(Stored data entries)

---

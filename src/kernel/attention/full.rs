//! Tiled attention over a query-tile × key-tile grid.

use super::specialization::{BQ, WM, WN, key_block_size, tile_attention_kernel};
use crate::{
    Array,
    backends::common::{
        Backend, ComputeEncoder, Context, GridSize,
        gpu_types::{AttnMaskParams, AttnParams},
    },
};

#[derive(Debug, Clone, Copy, PartialEq, Eq)]
pub(crate) struct TileCounts {
    pub nq: usize,
    pub nk: usize,
    pub nq_aligned: usize,
    pub nk_aligned: usize,
    pub q_rem: usize,
    pub k_rem: usize,
    /// Negative when there are more queries than keys.
    pub q_off: isize,
}

/// Tile arithmetic for a query/key sequence pair. The grid covers every
/// element (`nq * bq >= q_len`, `nk * bk >= k_len`); the kernel masks the
/// ragged tails using the remainders.
pub(crate) fn tile_counts(
    q_len: usize,
    k_len: usize,
    bq: usize,
    bk: usize,
) -> TileCounts {
    let nq = q_len.div_ceil(bq);
    let nk = k_len.div_ceil(bk);
    let nq_aligned = q_len / bq;
    let nk_aligned = k_len / bk;
    TileCounts {
        nq,
        nk,
        nq_aligned,
        nk_aligned,
        q_rem: q_len - nq_aligned * bq,
        k_rem: k_len - nk_aligned * bk,
        q_off: k_len as isize - q_len as isize,
    }
}

pub(crate) fn encode<B: Backend>(
    context: &B::Context,
    encoder: &B::ComputeEncoder,
    q: &Array<B>,
    k: &Array<B>,
    v: &Array<B>,
    out: &Array<B>,
    scale: f32,
    do_causal: bool,
    mask: Option<&Array<B>>,
) -> Result<(), B::Error> {
    let head_dim = q.dim(3);
    let bq = BQ;
    let bk = key_block_size(head_dim);

    let batch = q.dim(0);
    let heads = q.dim(1);
    let q_len = q.dim(2);
    let k_len = k.dim(2);
    let gqa_factor = heads / k.dim(1);

    let align_q = q_len % bq == 0;
    let align_k = k_len % bk == 0;

    let request = tile_attention_kernel(
        q.data_type(),
        mask.map_or(q.data_type(), |m| m.data_type()),
        head_dim,
        bq,
        bk,
        align_q,
        align_k,
        mask.is_some(),
        do_causal,
    );
    let pipeline = context.compute_pipeline_state(
        &request.base_name,
        &request.hash_name,
        &request.constants,
    )?;
    encoder.set_compute_pipeline_state(&pipeline);

    let tiles = tile_counts(q_len, k_len, bq, bk);

    let params = AttnParams {
        q_strides: [q.stride(0), q.stride(1), q.stride(2)],
        k_strides: [k.stride(0), k.stride(1), k.stride(2)],
        v_strides: [v.stride(0), v.stride(1), v.stride(2)],
        o_strides: [out.stride(0), out.stride(1), out.stride(2)],
        gqa_factor: gqa_factor as i32,
        scale,
        q_len: q_len as i32,
        k_len: k_len as i32,
        q_off: tiles.q_off as i32,
        head_dim: head_dim as i32,
        nq: tiles.nq as i32,
        nk: tiles.nk as i32,
        nq_aligned: tiles.nq_aligned as i32,
        nk_aligned: tiles.nk_aligned as i32,
        q_rem: tiles.q_rem as i32,
        k_rem: tiles.k_rem as i32,
    };

    encoder.set_input_array(q, 0);
    encoder.set_input_array(k, 1);
    encoder.set_input_array(v, 2);
    encoder.set_output_array(out, 3);
    encoder.set_bytes(&params, 4);

    if let Some(m) = mask {
        let mask_params = AttnMaskParams {
            m_strides: [m.stride(0), m.stride(1), m.stride(2)],
        };
        encoder.set_bytes(&mask_params, 5);
        encoder.set_input_array(m, 6);
    }

    let grid = GridSize::new(tiles.nq, heads, batch);
    let group = GridSize::new(32, WM, WN);
    encoder.dispatch_threadgroups(grid, group);

    Ok(())
}

#[cfg(test)]
mod tests {
    use super::*;

    #[test]
    fn test_tile_counts_ragged() {
        // 50 query rows in 32-row tiles, 50 key rows in 16-row tiles.
        let tiles = tile_counts(50, 50, 32, 16);
        assert_eq!(tiles.nq, 2);
        assert_eq!(tiles.nk, 4);
        assert_eq!(tiles.nq_aligned, 1);
        assert_eq!(tiles.nk_aligned, 3);
        assert_eq!(tiles.q_rem, 18);
        assert_eq!(tiles.k_rem, 2);
        assert_eq!(tiles.q_off, 0);
    }

    #[test]
    fn test_tile_counts_aligned() {
        let tiles = tile_counts(64, 96, 32, 32);
        assert_eq!(tiles.nq, 2);
        assert_eq!(tiles.nk, 3);
        assert_eq!(tiles.q_rem, 0);
        assert_eq!(tiles.k_rem, 0);
        assert_eq!(tiles.q_off, 32);
    }

    #[test]
    fn test_tile_counts_cover_sequences() {
        for (q_len, k_len) in [(1, 1), (9, 33), (31, 17), (33, 1023), (100, 4097)] {
            for bk in [16, 32] {
                let tiles = tile_counts(q_len, k_len, BQ, bk);
                assert!(tiles.nq * BQ >= q_len);
                assert!(tiles.nk * bk >= k_len);
                assert!(tiles.q_rem < BQ);
                assert!(tiles.k_rem < bk);
            }
        }
    }
}
use thiserror::Error;

#[derive(Debug, Error)]
pub enum CpuError {
    #[error("Function not found: {0}")]
    FunctionNotFound(String),
    #[error("Unable to allocate {0} bytes")]
    AllocationFailed(usize),
}
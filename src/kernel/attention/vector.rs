//! Vector-mode attention: one (or a few) query rows scanning a long key
//! sequence, dispatched as a single pass or as a block-parallel two-pass
//! reduction.

use super::specialization::{
    vector_attention_kernel, vector_two_pass_finalize_name,
    vector_two_pass_partial_kernel,
};
use crate::{
    Array, DataType,
    backends::common::{
        Backend, ComputeEncoder, Context, GridSize, gpu_types::TWO_PASS_BLOCKS,
    },
    data_type::array_size_in_bytes,
};

/// Per-axis mask strides for the trailing (key, query, head) axes.
/// An axis of extent 1 is broadcast and contributes stride 0.
fn mask_strides<B: Backend>(mask: &Array<B>) -> (i32, i32, i32) {
    let nd = mask.ndim();
    let stride_or_zero = |axis_from_end: usize| -> i32 {
        if nd >= axis_from_end + 1 && mask.dim(nd - 1 - axis_from_end) > 1 {
            mask.stride(nd - 1 - axis_from_end) as i32
        } else {
            0
        }
    };
    (stride_or_zero(0), stride_or_zero(1), stride_or_zero(2))
}

fn bind_mask<B: Backend>(
    encoder: &B::ComputeEncoder,
    mask: &Array<B>,
    buffer_slot: u32,
) {
    let (kv_seq_stride, q_seq_stride, head_stride) = mask_strides(mask);
    encoder.set_input_array(mask, buffer_slot);
    encoder.set_bytes(&kv_seq_stride, buffer_slot + 1);
    encoder.set_bytes(&q_seq_stride, buffer_slot + 2);
    encoder.set_bytes(&head_stride, buffer_slot + 3);
}

pub(crate) fn encode_single_pass<B: Backend>(
    context: &B::Context,
    encoder: &B::ComputeEncoder,
    q: &Array<B>,
    k: &Array<B>,
    v: &Array<B>,
    out: &Array<B>,
    scale: f32,
    mask: Option<&Array<B>>,
) -> Result<(), B::Error> {
    let request = vector_attention_kernel(
        q.data_type(),
        q.dim(3),
        v.dim(3),
        mask.is_some(),
        !q.flags().row_contiguous,
    );
    let pipeline = context.compute_pipeline_state(
        &request.base_name,
        &request.hash_name,
        &request.constants,
    )?;
    encoder.set_compute_pipeline_state(&pipeline);

    let gqa_factor = (q.dim(1) / k.dim(1)) as i32;
    let k_len = k.dim(2) as i32;

    encoder.set_input_array(q, 0);
    encoder.set_input_array(k, 1);
    encoder.set_input_array(v, 2);
    encoder.set_output_array(out, 3);
    encoder.set_bytes(&gqa_factor, 4);
    encoder.set_bytes(&k_len, 5);
    encoder.set_bytes(&(k.stride(1) as i32), 6);
    encoder.set_bytes(&(k.stride(2) as i32), 7);
    encoder.set_bytes(&(v.stride(1) as i32), 8);
    encoder.set_bytes(&(v.stride(2) as i32), 9);
    encoder.set_bytes(&scale, 10);
    if let Some(m) = mask {
        bind_mask(encoder, m, 11);
    }

    let grid = GridSize::new(q.dim(0) * q.dim(1), q.dim(2), 1);
    let group = GridSize::new(1024, 1, 1);
    encoder.dispatch_threadgroups(grid, group);

    Ok(())
}

pub(crate) fn encode_two_pass<B: Backend>(
    context: &B::Context,
    encoder: &B::ComputeEncoder,
    q: &Array<B>,
    k: &Array<B>,
    v: &Array<B>,
    out: &Array<B>,
    scale: f32,
    mask: Option<&Array<B>>,
) -> Result<(), B::Error> {
    let request = vector_two_pass_partial_kernel(
        q.data_type(),
        q.dim(3),
        v.dim(3),
        mask.is_some(),
        !q.flags().row_contiguous,
    );
    let pipeline = context.compute_pipeline_state(
        &request.base_name,
        &request.hash_name,
        &request.constants,
    )?;
    encoder.set_compute_pipeline_state(&pipeline);

    // Partial reductions, one triple per key block, in float32 regardless of
    // the input type.
    let mut stats_shape: Vec<usize> = out.shape()[..out.ndim() - 1].to_vec();
    stats_shape.push(TWO_PASS_BLOCKS);
    let mut partials_shape = stats_shape.clone();
    partials_shape.push(out.dim(out.ndim() - 1));

    let partials = Array::new_contiguous(
        context.malloc(array_size_in_bytes(&partials_shape, DataType::F32))?,
        &partials_shape,
        DataType::F32,
    );
    let sums = Array::new_contiguous(
        context.malloc(array_size_in_bytes(&stats_shape, DataType::F32))?,
        &stats_shape,
        DataType::F32,
    );
    let maxs = Array::new_contiguous(
        context.malloc(array_size_in_bytes(&stats_shape, DataType::F32))?,
        &stats_shape,
        DataType::F32,
    );

    let gqa_factor = (q.dim(1) / k.dim(1)) as i32;
    let k_len = k.dim(2) as i32;

    encoder.set_input_array(q, 0);
    encoder.set_input_array(k, 1);
    encoder.set_input_array(v, 2);
    encoder.set_output_array(&partials, 3);
    encoder.set_output_array(&sums, 4);
    encoder.set_output_array(&maxs, 5);
    encoder.set_bytes(&gqa_factor, 6);
    encoder.set_bytes(&k_len, 7);
    encoder.set_bytes(&(k.stride(1) as i32), 8);
    encoder.set_bytes(&(k.stride(2) as i32), 9);
    encoder.set_bytes(&(v.stride(1) as i32), 10);
    encoder.set_bytes(&(v.stride(2) as i32), 11);
    encoder.set_bytes(&scale, 12);
    if let Some(m) = mask {
        bind_mask(encoder, m, 13);
    }

    let collapsed_heads = q.dim(0) * q.dim(1);
    let grid = GridSize::new(collapsed_heads, q.dim(2), TWO_PASS_BLOCKS);
    let group = GridSize::new(8 * 32, 1, 1);
    encoder.dispatch_threadgroups(grid, group);

    // Finalize on the same encoder; stream order makes the partials visible
    // without an explicit barrier.
    let finalize =
        vector_two_pass_finalize_name(q.data_type(), v.dim(3));
    let pipeline = context.compute_pipeline_state_exact(&finalize)?;
    encoder.set_compute_pipeline_state(&pipeline);

    encoder.set_input_array(&partials, 0);
    encoder.set_input_array(&sums, 1);
    encoder.set_input_array(&maxs, 2);
    encoder.set_output_array(out, 3);

    let grid = GridSize::new(collapsed_heads, q.dim(2), 1);
    let group = GridSize::new(1024, 1, 1);
    encoder.dispatch_threadgroups(grid, group);

    context.add_temporary(partials);
    context.add_temporary(sums);
    context.add_temporary(maxs);

    Ok(())
}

---

Your assignment> The lines to extract from the data above begin with the line containing "encoder.set_output_array(&partials, 3);" and end with the line containing "let pipeline = context.compute_pipeline_state_exact(&finalize)?;". Extract them exactly, including both.

The answer>
    encoder.set_output_array(&partials, 3);
    encoder.set_output_array(&sums, 4);
    encoder.set_output_array(&maxs, 5);
    encoder.set_bytes(&gqa_factor, 6);
    encoder.set_bytes(&k_len, 7);
    encoder.set_bytes(&(k.stride(1) as i32), 8);
    encoder.set_bytes(&(k.stride(2) as i32), 9);
    encoder.set_bytes(&(v.stride(1) as i32), 10);
    encoder.set_bytes(&(v.stride(2) as i32), 11);
    encoder.set_bytes(&scale, 12);
    if let Some(m) = mask {
        bind_mask(encoder, m, 13);
    }

    let collapsed_heads = q.dim(0) * q.dim(1);
    let grid = GridSize::new(collapsed_heads, q.dim(2), TWO_PASS_BLOCKS);
    let group = GridSize::new(8 * 32, 1, 1);
    encoder.dispatch_threadgroups(grid, group);

    // Finalize on the same encoder; stream order makes the partials visible
    // without an explicit barrier.
    let finalize =
        vector_two_pass_finalize_name(q.data_type(), v.dim(3));
    let pipeline = context.compute_pipeline_state_exact(&finalize)?;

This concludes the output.